Due to industrial expansion, rapidly expanding economies have relied heavily on extensive energy use from various resources, which degrades environmental quality. The empirical findings of this study show that industrialization has a significant positive impact on environmental quality in Indonesia by changing the economic sectors that rely on green technologies and less energy−intensive production inputs. Furthermore, industries’ transition from reliance on excessive non−renewable energy sources to knowledge−based industrialization will reduce CO₂ emissions and improve environmental quality.
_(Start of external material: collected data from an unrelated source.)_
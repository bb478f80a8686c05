/// Split text into lowercase, lightly stemmed terms.
///
/// Any non-alphanumeric character separates tokens, so "Drive - Bangalore"
/// yields `["drive", "bangalore"]`.
pub fn tokenize(text: &str) -> Vec<String> {
    text.split(|c: char| !c.is_alphanumeric())
        .filter(|raw| !raw.is_empty())
        .map(|raw| stem(&raw.to_lowercase()))
        .collect()
}

/// Fold simple English plurals onto their singular form.
///
/// Deliberately small: it only has to make "trees" meet "tree" and
/// "activities" meet "activity". Words of three letters or fewer are kept.
pub fn stem(word: &str) -> String {
    if word.chars().count() <= 3 {
        return word.to_string();
    }

    if let Some(base) = word.strip_suffix("ies") {
        return format!("{}y", base);
    }
    for suffix in ["sses", "shes", "ches", "xes"] {
        if word.ends_with(suffix) {
            return word[..word.len() - 2].to_string();
        }
    }
    if word.ends_with("ss") || word.ends_with("us") || word.ends_with("is") {
        return word.to_string();
    }
    match word.strip_suffix('s') {
        Some(base) => base.to_string(),
        None => word.to_string(),
    }
}
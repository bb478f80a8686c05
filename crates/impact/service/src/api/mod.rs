//! REST API

pub mod handlers;
pub mod router;
pub mod state;

pub use router::create_router;
pub use state::AppState;
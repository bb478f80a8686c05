//! Impact Lexical - term-frequency model over cause descriptions.
//!
//! The index is a plain value: build it from a corpus snapshot, score
//! queries against it, throw it away when the corpus changes. Nothing here
//! blocks or touches shared state.

#![deny(unsafe_code)]

mod tokenize;

pub use tokenize::{stem, tokenize};

use impact_types::Cause;
use serde::{Deserialize, Serialize};
use std::collections::HashMap;

/// Term counts for one document.
#[derive(Clone, Debug, Default, Serialize, Deserialize)]
struct DocumentTerms {
    counts: HashMap<String, u32>,
    total: u32,
}

/// tf-idf index over an ordered corpus.
///
/// Weighting is `tf × idf` with `tf` the raw count of a term in a document and
/// `idf = 1 + ln(N / (1 + df))`. The smoothed idf stays positive for any
/// corpus of one or more documents, so a matching term always contributes.
#[derive(Clone, Debug, Default, Serialize, Deserialize)]
pub struct LexicalIndex {
    documents: Vec<DocumentTerms>,
    document_frequency: HashMap<String, u32>,
}

impl LexicalIndex {
    /// Build an index; document `i` is the `i`-th item of `documents`.
    pub fn build<I, S>(documents: I) -> Self
    where
        I: IntoIterator<Item = S>,
        S: AsRef<str>,
    {
        let mut index = Self::default();
        for document in documents {
            let mut terms = DocumentTerms::default();
            for token in tokenize(document.as_ref()) {
                *terms.counts.entry(token).or_insert(0) += 1;
                terms.total += 1;
            }
            for term in terms.counts.keys() {
                *index.document_frequency.entry(term.clone()).or_insert(0) += 1;
            }
            index.documents.push(terms);
        }
        index
    }

    /// Build over cause descriptions, preserving slice order.
    pub fn build_from_causes(causes: &[Cause]) -> Self {
        Self::build(causes.iter().map(|c| c.description.as_str()))
    }

    pub fn len(&self) -> usize {
        self.documents.len()
    }

    pub fn is_empty(&self) -> bool {
        self.documents.is_empty()
    }

    /// Smoothed inverse document frequency of an already-tokenized term.
    pub fn idf(&self, term: &str) -> f64 {
        if self.documents.is_empty() {
            return 0.0;
        }
        let n = self.documents.len() as f64;
        let df = self.document_frequency.get(term).copied().unwrap_or(0) as f64;
        1.0 + (n / (1.0 + df)).ln()
    }

    /// tf-idf weight of an already-tokenized term in one document.
    pub fn weight(&self, term: &str, document_index: usize) -> f64 {
        let Some(document) = self.documents.get(document_index) else {
            return 0.0;
        };
        match document.counts.get(term) {
            Some(&count) => count as f64 * self.idf(term),
            None => 0.0,
        }
    }

    /// Accumulated weight of every query token against one document.
    ///
    /// Repeated query tokens count once per occurrence. An out-of-range
    /// document or an empty corpus scores 0.
    pub fn score(&self, query: &str, document_index: usize) -> f64 {
        if document_index >= self.documents.len() {
            return 0.0;
        }
        tokenize(query)
            .iter()
            .map(|term| self.weight(term, document_index))
            .sum()
    }

    /// Score the query against every document, in corpus order.
    pub fn score_all(&self, query: &str) -> Vec<f64> {
        let terms = tokenize(query);
        (0..self.documents.len())
            .map(|i| terms.iter().map(|t| self.weight(t, i)).sum())
            .collect()
    }

    /// Number of tokens in a document, or 0 if out of range.
    pub fn document_len(&self, document_index: usize) -> u32 {
        self.documents
            .get(document_index)
            .map(|d| d.total)
            .unwrap_or(0)
    }
}
use crate::error::{AnchorError, AnchorResult};
use crate::transport::AnchorTransport;
use impact_types::{AnchorReceipt, ProofHash};
use serde::{Deserialize, Serialize};
use std::sync::Arc;
use std::time::Duration;
use tracing::{info, instrument, warn};

/// Bounded exponential backoff for transient anchor failures.
#[derive(Debug, Clone, Serialize, Deserialize)]
pub struct RetryPolicy {
    /// Total attempts including the first.
    #[serde(default = "default_max_attempts")]
    pub max_attempts: u32,

    #[serde(default = "default_initial_backoff_ms")]
    pub initial_backoff_ms: u64,

    #[serde(default = "default_multiplier")]
    pub multiplier: u32,

    #[serde(default = "default_max_backoff_ms")]
    pub max_backoff_ms: u64,
}

impl Default for RetryPolicy {
    fn default() -> Self {
        Self {
            max_attempts: default_max_attempts(),
            initial_backoff_ms: default_initial_backoff_ms(),
            multiplier: default_multiplier(),
            max_backoff_ms: default_max_backoff_ms(),
        }
    }
}

fn default_max_attempts() -> u32 {
    3
}

fn default_initial_backoff_ms() -> u64 {
    500
}

fn default_multiplier() -> u32 {
    2
}

fn default_max_backoff_ms() -> u64 {
    10_000
}

impl RetryPolicy {
    /// No waiting between attempts.
    pub fn immediate(max_attempts: u32) -> Self {
        Self {
            max_attempts,
            initial_backoff_ms: 0,
            ..Self::default()
        }
    }

    /// Delay before retry number `retry` (1-based): 500ms, 1s, 2s, ...
    pub fn delay_for(&self, retry: u32) -> Duration {
        let factor = u64::from(self.multiplier.max(1)).saturating_pow(retry.saturating_sub(1));
        let millis = self
            .initial_backoff_ms
            .saturating_mul(factor)
            .min(self.max_backoff_ms);
        Duration::from_millis(millis)
    }

    /// Sum of every backoff taken when all attempts fail.
    pub fn total_backoff(&self) -> Duration {
        (1..self.max_attempts.max(1)).map(|retry| self.delay_for(retry)).sum()
    }
}

/// Submits proof hashes and turns ledger answers into receipts.
pub struct AnchoringAdapter {
    transport: Arc<dyn AnchorTransport>,
    retry: RetryPolicy,
    request_timeout: Option<Duration>,
}

impl AnchoringAdapter {
    pub fn new(transport: Arc<dyn AnchorTransport>, retry: RetryPolicy) -> Self {
        Self {
            transport,
            retry,
            request_timeout: None,
        }
    }

    /// Bound every single submission; an expired one counts as transient.
    pub fn with_request_timeout(mut self, timeout: Duration) -> Self {
        self.request_timeout = Some(timeout);
        self
    }

    pub fn retry_policy(&self) -> &RetryPolicy {
        &self.retry
    }

    /// Longest a `submit_hash` call can take, known only when submissions
    /// are bounded.
    pub fn worst_case(&self) -> Option<Duration> {
        let per_attempt = self.request_timeout?;
        Some(per_attempt * self.retry.max_attempts.max(1) + self.retry.total_backoff())
    }

    /// Validate `hash` and anchor it. Malformed input fails without touching
    /// the transport.
    pub async fn submit(&self, hash: &str) -> AnchorResult<AnchorReceipt> {
        let hash = ProofHash::parse(hash)?;
        self.submit_hash(&hash).await
    }

    /// Anchor an already-validated hash, retrying transient failures only.
    #[instrument(skip(self), fields(hash = %hash))]
    pub async fn submit_hash(&self, hash: &ProofHash) -> AnchorResult<AnchorReceipt> {
        let max_attempts = self.retry.max_attempts.max(1);
        let mut attempt = 1;
        loop {
            match self.submit_once(hash).await {
                Ok(receipt) => {
                    info!(attempt, reference = %receipt.reference, "proof anchored");
                    return Ok(receipt);
                }
                Err(err) if err.is_transient() && attempt < max_attempts => {
                    let delay = self.retry.delay_for(attempt);
                    warn!(
                        attempt,
                        delay_ms = delay.as_millis() as u64,
                        error = %err,
                        "transient anchor failure, retrying"
                    );
                    tokio::time::sleep(delay).await;
                    attempt += 1;
                }
                Err(err) if err.is_transient() => {
                    return Err(AnchorError::Exhausted {
                        attempts: attempt,
                        last_error: err.to_string(),
                    });
                }
                Err(err) => {
                    warn!(attempt, error = %err, "anchor submission rejected");
                    return Err(err);
                }
            }
        }
    }

    async fn submit_once(&self, hash: &ProofHash) -> AnchorResult<AnchorReceipt> {
        let Some(limit) = self.request_timeout else {
            return self.transport.submit_to_ledger(hash).await;
        };
        match tokio::time::timeout(limit, self.transport.submit_to_ledger(hash)).await {
            Ok(result) => result,
            Err(_) => Err(AnchorError::Transient(format!(
                "no confirmation within {}ms",
                limit.as_millis()
            ))),
        }
    }
}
Additionally, exports from sectors requiring less energy could show how Indonesian industrialization has improved the nation’s environment and decreased carbon emissions.

By facilitating funding access, lowering capital outflow, and boosting economic activity by utilizing environmentally friendly technologies, financial development increases the efficacy of initiatives to improve environmental quality. Furthermore, the empirical findings display that energy consumption and economic growth lead to higher CO₂ emissions. To maintain stable economic growth and ensure better environmental quality in Indonesia, energy from clean and renewable sources would make a significant contribution.

Although this study contributes significantly to the literature on environmental, industrialization, energy consumption, and economic growth, particularly in Indonesia and other developing nations, it has limitations, such as restrictions related to the length of the time period covered and the use of a single country, especially Indonesia. Future research could therefore consider extending the time period, using panel data, and additionally including institutional variables.